Stored items:
........
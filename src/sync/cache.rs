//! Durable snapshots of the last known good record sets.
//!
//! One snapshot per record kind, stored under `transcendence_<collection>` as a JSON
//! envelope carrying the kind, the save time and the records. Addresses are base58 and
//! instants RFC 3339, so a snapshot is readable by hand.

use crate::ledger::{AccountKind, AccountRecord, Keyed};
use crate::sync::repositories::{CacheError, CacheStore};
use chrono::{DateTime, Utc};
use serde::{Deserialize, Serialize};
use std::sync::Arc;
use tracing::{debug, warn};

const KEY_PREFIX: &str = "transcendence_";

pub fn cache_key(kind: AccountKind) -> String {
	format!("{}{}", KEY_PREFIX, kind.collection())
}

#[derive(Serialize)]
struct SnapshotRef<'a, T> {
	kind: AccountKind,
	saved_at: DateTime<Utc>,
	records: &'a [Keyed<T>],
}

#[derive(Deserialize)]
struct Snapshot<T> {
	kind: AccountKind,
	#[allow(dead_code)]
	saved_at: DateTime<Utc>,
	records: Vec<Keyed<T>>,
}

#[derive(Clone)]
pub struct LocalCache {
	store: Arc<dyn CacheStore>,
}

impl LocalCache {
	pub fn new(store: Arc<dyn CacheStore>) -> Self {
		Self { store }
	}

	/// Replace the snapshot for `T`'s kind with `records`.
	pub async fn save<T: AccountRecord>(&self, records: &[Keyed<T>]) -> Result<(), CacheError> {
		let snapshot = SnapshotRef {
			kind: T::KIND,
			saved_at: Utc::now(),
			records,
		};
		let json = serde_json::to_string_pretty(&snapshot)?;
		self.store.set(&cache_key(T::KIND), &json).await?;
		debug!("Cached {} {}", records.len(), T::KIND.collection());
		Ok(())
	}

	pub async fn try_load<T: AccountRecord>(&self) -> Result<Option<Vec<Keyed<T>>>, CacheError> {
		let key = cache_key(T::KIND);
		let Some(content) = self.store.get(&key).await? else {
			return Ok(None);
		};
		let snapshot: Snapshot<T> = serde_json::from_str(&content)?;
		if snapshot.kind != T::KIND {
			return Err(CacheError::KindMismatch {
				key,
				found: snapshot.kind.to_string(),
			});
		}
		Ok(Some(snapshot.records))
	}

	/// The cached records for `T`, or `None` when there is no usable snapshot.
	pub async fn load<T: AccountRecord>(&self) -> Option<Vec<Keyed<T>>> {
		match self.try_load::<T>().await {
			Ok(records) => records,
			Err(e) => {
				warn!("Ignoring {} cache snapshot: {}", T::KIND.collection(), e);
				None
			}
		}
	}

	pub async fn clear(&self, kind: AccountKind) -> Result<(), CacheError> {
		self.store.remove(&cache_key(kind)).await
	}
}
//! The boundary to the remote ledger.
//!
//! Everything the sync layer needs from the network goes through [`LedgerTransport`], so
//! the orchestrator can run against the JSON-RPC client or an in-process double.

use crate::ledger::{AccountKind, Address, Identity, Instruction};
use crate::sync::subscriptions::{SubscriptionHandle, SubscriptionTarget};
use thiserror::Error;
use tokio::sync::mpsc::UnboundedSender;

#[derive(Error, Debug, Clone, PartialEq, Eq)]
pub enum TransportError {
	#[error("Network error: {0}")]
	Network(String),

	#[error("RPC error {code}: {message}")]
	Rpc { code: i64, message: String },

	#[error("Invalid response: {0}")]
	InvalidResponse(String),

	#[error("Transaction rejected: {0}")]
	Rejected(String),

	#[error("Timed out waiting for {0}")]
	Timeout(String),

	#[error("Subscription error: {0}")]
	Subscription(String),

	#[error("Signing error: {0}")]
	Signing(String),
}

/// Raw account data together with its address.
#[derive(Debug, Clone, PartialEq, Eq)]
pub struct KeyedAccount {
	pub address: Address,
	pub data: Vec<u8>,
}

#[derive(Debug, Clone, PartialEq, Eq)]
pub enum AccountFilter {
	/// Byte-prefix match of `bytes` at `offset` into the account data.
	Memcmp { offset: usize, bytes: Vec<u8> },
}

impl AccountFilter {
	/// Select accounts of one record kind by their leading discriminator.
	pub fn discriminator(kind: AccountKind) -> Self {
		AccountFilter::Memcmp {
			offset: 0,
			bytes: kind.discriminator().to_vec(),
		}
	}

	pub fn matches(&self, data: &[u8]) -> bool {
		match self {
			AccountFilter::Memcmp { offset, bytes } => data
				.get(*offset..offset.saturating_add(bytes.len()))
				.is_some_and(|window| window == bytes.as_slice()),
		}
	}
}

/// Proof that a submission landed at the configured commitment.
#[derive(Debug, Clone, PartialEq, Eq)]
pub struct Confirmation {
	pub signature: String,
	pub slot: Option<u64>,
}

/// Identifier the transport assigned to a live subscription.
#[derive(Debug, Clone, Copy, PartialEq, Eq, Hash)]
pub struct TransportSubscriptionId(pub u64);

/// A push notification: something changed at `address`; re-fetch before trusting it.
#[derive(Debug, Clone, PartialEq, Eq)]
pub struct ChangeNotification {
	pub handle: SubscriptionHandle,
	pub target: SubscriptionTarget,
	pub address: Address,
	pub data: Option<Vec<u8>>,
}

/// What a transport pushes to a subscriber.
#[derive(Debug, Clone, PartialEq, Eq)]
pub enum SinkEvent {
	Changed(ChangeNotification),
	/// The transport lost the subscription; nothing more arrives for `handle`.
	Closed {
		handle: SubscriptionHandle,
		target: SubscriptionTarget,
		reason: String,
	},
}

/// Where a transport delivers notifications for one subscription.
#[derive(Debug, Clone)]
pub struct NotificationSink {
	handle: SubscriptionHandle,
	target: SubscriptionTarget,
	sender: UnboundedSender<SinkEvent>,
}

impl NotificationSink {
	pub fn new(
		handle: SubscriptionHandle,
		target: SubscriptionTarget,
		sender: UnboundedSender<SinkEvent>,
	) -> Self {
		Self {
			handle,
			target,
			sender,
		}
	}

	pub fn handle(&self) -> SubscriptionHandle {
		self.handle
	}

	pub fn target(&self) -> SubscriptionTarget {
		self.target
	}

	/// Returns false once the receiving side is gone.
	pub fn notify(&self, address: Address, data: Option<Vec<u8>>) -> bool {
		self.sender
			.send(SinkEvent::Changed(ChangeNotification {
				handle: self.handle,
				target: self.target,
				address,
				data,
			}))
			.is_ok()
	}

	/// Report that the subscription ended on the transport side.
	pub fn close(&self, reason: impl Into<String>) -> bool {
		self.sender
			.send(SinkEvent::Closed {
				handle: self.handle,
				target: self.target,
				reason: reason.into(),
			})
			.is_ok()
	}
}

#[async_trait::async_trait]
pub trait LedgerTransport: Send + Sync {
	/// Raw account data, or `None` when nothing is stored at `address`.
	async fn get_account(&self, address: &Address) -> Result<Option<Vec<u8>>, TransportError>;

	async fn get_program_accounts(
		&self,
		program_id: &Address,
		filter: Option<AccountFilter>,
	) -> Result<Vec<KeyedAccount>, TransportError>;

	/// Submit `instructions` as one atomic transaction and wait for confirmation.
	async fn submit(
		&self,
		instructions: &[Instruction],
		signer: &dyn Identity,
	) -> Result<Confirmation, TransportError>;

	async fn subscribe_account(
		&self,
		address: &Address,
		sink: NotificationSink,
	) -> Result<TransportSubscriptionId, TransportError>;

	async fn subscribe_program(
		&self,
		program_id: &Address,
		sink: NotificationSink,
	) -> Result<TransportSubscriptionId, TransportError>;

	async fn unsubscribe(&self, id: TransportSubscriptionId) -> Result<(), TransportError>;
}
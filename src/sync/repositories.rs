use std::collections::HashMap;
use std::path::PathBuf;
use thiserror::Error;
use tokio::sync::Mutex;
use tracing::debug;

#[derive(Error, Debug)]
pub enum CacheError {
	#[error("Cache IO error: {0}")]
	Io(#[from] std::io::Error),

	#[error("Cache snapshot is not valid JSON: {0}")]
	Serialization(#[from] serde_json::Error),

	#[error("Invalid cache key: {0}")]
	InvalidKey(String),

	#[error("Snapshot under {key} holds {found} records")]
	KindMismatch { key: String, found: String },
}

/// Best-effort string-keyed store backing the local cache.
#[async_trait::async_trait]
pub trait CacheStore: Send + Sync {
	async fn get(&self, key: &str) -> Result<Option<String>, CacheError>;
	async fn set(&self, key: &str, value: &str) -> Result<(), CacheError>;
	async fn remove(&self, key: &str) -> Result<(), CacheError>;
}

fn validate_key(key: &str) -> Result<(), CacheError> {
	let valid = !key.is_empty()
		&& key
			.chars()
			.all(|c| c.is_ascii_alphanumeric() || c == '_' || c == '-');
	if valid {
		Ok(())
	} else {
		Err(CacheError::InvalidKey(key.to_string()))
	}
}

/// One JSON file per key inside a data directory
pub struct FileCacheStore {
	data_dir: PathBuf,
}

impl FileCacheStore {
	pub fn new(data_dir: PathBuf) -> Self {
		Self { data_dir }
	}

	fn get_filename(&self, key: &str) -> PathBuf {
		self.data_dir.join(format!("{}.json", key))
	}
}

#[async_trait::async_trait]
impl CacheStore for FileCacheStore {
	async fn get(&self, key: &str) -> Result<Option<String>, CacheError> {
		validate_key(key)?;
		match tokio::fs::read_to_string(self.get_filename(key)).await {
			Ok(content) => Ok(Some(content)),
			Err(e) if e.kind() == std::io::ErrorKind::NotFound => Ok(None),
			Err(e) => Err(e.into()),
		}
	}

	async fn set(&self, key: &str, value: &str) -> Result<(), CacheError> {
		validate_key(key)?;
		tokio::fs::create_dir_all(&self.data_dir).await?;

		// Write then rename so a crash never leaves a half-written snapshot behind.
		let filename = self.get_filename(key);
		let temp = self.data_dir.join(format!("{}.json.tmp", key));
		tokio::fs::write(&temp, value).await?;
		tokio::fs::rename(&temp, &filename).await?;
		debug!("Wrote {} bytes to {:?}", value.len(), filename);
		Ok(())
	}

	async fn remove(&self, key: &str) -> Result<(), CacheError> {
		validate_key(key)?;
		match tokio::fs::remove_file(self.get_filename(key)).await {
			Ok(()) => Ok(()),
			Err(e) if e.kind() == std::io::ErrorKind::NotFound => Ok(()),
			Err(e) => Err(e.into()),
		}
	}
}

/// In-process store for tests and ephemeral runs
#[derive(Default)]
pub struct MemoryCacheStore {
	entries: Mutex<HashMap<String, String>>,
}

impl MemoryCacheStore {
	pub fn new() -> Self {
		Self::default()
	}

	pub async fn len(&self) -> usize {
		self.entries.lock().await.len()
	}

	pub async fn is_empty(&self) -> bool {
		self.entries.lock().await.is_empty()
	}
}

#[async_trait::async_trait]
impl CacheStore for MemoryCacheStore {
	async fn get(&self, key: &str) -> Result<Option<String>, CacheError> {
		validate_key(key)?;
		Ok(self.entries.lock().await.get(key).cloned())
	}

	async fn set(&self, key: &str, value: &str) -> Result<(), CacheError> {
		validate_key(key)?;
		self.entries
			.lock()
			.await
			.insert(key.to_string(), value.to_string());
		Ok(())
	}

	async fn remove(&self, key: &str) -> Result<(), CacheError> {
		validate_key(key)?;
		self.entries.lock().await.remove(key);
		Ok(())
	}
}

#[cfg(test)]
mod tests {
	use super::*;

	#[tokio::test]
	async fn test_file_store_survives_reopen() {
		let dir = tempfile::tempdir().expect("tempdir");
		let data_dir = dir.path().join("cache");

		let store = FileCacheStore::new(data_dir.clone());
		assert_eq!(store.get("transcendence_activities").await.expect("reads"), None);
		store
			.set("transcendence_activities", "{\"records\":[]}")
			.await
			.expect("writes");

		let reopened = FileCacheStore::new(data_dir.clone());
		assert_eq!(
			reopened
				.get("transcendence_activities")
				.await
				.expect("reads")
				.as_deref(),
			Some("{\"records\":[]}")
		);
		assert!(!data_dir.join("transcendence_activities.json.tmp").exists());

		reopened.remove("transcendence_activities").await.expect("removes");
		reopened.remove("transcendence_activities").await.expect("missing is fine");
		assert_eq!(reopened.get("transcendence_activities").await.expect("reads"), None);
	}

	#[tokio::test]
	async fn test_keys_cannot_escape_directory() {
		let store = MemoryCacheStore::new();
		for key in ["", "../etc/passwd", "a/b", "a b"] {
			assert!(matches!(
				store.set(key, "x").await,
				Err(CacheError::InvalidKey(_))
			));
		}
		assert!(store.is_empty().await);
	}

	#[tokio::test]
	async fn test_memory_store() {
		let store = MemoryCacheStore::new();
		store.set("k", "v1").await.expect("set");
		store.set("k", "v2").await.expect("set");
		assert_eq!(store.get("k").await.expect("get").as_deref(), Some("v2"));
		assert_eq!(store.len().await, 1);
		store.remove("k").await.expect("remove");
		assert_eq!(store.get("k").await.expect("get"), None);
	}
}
........
Task statement: Copy every line above that includes the string "content".

Result below:
		let Some(content) = self.store.get(&key).await? else {
		let snapshot: Snapshot<T> = serde_json::from_str(&content)?;
			Ok(content) => Ok(Some(content)),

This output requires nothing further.